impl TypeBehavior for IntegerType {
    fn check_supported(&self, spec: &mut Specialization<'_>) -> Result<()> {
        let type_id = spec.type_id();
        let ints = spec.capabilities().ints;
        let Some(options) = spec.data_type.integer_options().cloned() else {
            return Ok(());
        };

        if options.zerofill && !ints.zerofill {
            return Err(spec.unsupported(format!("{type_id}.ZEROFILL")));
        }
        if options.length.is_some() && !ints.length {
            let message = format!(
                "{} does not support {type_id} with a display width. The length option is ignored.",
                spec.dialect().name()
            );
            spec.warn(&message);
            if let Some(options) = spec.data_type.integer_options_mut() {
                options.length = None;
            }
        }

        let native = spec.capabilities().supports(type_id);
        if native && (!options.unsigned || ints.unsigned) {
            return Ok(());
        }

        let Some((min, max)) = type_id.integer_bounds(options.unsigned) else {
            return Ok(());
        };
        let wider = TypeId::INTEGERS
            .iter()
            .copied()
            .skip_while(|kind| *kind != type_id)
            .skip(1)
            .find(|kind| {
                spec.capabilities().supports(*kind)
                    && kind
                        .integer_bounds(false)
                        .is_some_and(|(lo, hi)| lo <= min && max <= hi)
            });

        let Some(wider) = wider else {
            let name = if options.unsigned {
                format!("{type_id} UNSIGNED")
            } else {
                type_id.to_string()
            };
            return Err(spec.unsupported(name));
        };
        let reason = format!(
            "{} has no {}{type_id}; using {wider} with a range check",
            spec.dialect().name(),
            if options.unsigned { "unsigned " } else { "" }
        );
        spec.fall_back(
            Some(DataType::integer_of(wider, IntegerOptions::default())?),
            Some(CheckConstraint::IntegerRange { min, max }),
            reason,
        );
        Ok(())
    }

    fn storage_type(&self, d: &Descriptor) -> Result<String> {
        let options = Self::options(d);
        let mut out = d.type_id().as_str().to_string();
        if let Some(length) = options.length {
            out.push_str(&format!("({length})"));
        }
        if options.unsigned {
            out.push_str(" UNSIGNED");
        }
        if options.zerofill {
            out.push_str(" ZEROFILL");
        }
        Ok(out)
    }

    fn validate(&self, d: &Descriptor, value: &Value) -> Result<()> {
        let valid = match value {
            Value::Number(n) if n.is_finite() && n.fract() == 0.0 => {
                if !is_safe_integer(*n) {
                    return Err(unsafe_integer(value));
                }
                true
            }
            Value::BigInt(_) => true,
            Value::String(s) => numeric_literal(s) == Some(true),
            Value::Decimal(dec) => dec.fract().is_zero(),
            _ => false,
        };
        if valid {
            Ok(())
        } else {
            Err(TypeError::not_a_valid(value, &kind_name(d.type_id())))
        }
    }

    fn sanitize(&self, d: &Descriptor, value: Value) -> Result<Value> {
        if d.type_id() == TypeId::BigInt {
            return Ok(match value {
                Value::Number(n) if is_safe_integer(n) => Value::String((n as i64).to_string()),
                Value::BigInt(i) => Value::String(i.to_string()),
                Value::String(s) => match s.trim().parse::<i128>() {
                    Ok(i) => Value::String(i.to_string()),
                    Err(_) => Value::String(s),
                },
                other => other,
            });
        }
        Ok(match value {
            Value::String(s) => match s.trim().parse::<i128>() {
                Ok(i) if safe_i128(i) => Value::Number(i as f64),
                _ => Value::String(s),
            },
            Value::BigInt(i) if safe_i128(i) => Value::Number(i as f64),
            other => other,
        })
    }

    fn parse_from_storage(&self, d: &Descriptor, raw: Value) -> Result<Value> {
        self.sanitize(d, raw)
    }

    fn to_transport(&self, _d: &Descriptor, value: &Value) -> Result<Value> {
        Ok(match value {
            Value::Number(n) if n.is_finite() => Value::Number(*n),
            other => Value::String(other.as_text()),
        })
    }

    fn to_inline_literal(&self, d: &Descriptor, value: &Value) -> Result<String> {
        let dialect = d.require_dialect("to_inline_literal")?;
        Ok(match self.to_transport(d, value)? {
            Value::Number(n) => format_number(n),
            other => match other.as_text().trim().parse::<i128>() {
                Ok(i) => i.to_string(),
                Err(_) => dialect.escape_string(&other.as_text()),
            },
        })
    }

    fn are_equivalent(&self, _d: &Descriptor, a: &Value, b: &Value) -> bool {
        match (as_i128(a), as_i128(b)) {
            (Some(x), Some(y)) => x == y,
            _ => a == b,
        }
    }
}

•••

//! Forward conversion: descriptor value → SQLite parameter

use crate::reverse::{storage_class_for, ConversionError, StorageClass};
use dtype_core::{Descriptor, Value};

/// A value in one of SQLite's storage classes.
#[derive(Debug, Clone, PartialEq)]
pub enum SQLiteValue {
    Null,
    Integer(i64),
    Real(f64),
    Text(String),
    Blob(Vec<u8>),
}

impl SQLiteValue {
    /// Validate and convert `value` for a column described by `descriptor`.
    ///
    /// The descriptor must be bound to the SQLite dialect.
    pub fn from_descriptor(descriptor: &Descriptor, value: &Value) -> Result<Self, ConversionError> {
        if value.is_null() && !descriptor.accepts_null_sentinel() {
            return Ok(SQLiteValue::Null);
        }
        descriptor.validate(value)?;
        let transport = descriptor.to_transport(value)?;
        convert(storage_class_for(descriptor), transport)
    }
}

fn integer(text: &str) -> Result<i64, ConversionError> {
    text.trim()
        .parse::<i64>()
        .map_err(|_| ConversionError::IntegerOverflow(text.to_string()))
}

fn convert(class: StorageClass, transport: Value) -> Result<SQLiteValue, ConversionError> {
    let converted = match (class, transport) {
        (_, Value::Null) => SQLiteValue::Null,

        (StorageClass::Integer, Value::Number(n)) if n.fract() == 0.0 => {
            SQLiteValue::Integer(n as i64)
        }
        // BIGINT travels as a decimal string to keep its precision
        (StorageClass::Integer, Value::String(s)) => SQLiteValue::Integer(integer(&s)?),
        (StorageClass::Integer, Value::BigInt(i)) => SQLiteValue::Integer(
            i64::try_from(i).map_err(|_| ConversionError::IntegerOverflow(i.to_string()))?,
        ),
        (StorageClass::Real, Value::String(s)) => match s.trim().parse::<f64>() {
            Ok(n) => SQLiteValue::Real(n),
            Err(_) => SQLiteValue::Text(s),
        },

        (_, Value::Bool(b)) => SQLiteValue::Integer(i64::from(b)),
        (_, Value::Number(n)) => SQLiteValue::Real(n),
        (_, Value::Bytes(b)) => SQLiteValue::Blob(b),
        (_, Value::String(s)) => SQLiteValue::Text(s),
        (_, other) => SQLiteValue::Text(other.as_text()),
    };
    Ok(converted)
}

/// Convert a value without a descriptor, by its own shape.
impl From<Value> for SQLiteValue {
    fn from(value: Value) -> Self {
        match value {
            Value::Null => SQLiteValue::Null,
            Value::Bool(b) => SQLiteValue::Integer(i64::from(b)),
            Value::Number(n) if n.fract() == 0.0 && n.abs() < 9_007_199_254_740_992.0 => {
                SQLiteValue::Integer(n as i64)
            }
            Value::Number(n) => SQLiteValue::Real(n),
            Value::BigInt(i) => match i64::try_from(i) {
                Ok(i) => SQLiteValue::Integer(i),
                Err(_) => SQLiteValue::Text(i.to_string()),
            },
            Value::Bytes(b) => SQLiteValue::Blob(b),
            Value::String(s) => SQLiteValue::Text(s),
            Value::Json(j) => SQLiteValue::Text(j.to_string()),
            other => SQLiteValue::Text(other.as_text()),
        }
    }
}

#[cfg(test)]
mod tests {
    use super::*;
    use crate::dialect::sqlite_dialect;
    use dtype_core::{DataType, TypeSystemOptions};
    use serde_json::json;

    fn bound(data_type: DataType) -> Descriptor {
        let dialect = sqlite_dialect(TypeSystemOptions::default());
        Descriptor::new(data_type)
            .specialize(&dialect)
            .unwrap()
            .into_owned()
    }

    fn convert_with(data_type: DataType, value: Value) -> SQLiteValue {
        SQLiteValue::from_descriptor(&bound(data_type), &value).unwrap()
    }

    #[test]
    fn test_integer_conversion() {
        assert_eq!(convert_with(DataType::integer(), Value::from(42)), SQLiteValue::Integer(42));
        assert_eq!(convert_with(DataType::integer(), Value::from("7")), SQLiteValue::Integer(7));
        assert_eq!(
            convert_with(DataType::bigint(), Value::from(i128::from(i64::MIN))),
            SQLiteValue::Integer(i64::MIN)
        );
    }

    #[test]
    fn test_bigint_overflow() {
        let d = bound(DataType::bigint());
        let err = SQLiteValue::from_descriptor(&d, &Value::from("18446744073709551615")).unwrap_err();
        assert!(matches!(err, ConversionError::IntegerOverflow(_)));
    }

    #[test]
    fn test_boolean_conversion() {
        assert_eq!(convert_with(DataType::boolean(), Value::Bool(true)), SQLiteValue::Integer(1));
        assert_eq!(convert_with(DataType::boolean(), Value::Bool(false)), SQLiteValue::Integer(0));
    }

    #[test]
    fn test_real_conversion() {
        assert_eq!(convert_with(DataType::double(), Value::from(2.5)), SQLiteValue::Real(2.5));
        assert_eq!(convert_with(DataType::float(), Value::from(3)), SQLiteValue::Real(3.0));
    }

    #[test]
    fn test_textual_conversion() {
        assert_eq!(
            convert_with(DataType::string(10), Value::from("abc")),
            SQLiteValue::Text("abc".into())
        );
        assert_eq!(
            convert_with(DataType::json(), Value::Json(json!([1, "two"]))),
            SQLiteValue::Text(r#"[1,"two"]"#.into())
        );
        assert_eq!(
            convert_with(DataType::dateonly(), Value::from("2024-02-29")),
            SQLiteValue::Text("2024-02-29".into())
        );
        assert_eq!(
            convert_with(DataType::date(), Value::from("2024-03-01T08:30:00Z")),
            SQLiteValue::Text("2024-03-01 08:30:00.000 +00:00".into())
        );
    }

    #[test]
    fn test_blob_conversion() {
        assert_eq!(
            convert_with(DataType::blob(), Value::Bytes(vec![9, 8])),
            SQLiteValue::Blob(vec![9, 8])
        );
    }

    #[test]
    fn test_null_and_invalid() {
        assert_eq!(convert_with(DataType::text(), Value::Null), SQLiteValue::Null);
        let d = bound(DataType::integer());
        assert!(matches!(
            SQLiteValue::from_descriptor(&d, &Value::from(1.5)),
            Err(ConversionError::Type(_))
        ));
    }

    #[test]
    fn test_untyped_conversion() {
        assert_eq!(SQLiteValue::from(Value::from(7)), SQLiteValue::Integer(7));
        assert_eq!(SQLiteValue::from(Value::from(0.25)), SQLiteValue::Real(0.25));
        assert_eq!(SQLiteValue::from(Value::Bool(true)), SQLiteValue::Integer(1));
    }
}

•••

Where the string "return" appears in a line of the listing, copy that line.

### [RESPONSE FOR THIS EXERCISE]
            return Ok(());
            return Err(spec.unsupported(format!("{type_id}.ZEROFILL")));
            return Ok(());
            return Ok(());
            return Err(spec.unsupported(name));
                    return Err(unsafe_integer(value));
            return Ok(match value {
            return Ok(SQLiteValue::Null);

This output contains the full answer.